Elon Musk regrets creating and leading the so-called Department of Government Efficiency, or DOGE, he said on former Trump administration official Katie Miller’s podcast.
“Instead of doing DOGE, I would have basically built, worked on my companies, essentially,” Musk said, in response to a question from Miller about whether he would lead DOGE again knowing what he knows now.
“And they wouldn’t have been burning the cars,” Musk said on the episode that aired Tuesday night, seemingly referring to protests at Tesla dealerships during his reign in Washington.
The billionaire is a founder and leader of Tesla, SpaceX, Neuralink and The Boring Company. He also leads the social media company X, formerly known as Twitter, after buying the platform in 2022.
Musk also offered a muted assessment of DOGE’s success. “We were a little bit successful. We were somewhat successful,” he told Miller. “I mean, we stopped a lot of funding that really just made no sense, that was just entirely wasteful.”
He claimed that DOGE stopped “$100 [billion], maybe $200 billion of zombie payments per year.” DOGE’s website also claims it saved an estimated $214 billion.
But Musk and other DOGE officials have long exaggerated the amount of savings engineered by the unofficial agency. An August Politico analysis of the publicly available data found that, of the $143 billion DOGE claimed to have saved by July, only $1.4 billion had actually been recovered.

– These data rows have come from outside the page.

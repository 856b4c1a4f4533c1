// Solana Swap Execution Pipeline
//
// This library turns a structured swap request into a signed, broadcast,
// and verified on-chain transaction, including:
// - Wallet address classification (Solana vs foreign-chain formats)
// - Quote acquisition from an external aggregator
// - Unsigned transaction assembly bound to the payer
// - Client-side signing handoff (no private key ever enters the pipeline)
// - Broadcast with bounded retries and confirmation polling
// - Post-hoc verification of the swap's economic effect

pub mod address;
pub mod aggregator;
pub mod chain;
pub mod config;
pub mod error;
pub mod pipeline;
pub mod signing;
pub mod types;
pub mod utils;

pub use address::{classify, AddressClass};
pub use config::PipelineConfig;
pub use error::{ErrorReport, SwapError};
pub use pipeline::{PendingSwap, SwapPipeline};
pub use signing::{HandoffState, SigningHandoff};
pub use types::{
    BalanceDelta, Quote, RouteStep, SignedSwapTransaction, SwapOptions, SwapOutcome, SwapRequest,
    SwapStatus, UnsignedSwapTransaction,
};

Miller’s podcast was friendly turf for Musk, as it has been for the handful of administration officials who have appeared on the show, including Vice President JD Vance, Defense Secretary Pete Hegseth and House Speaker Mike Johnson, R-La. Miller was a former adviser to DOGE, and held several roles in President Donald Trump’s first administration. She is married to Stephen Miller, Trump’s deputy chief of staff for policy and Homeland Security adviser.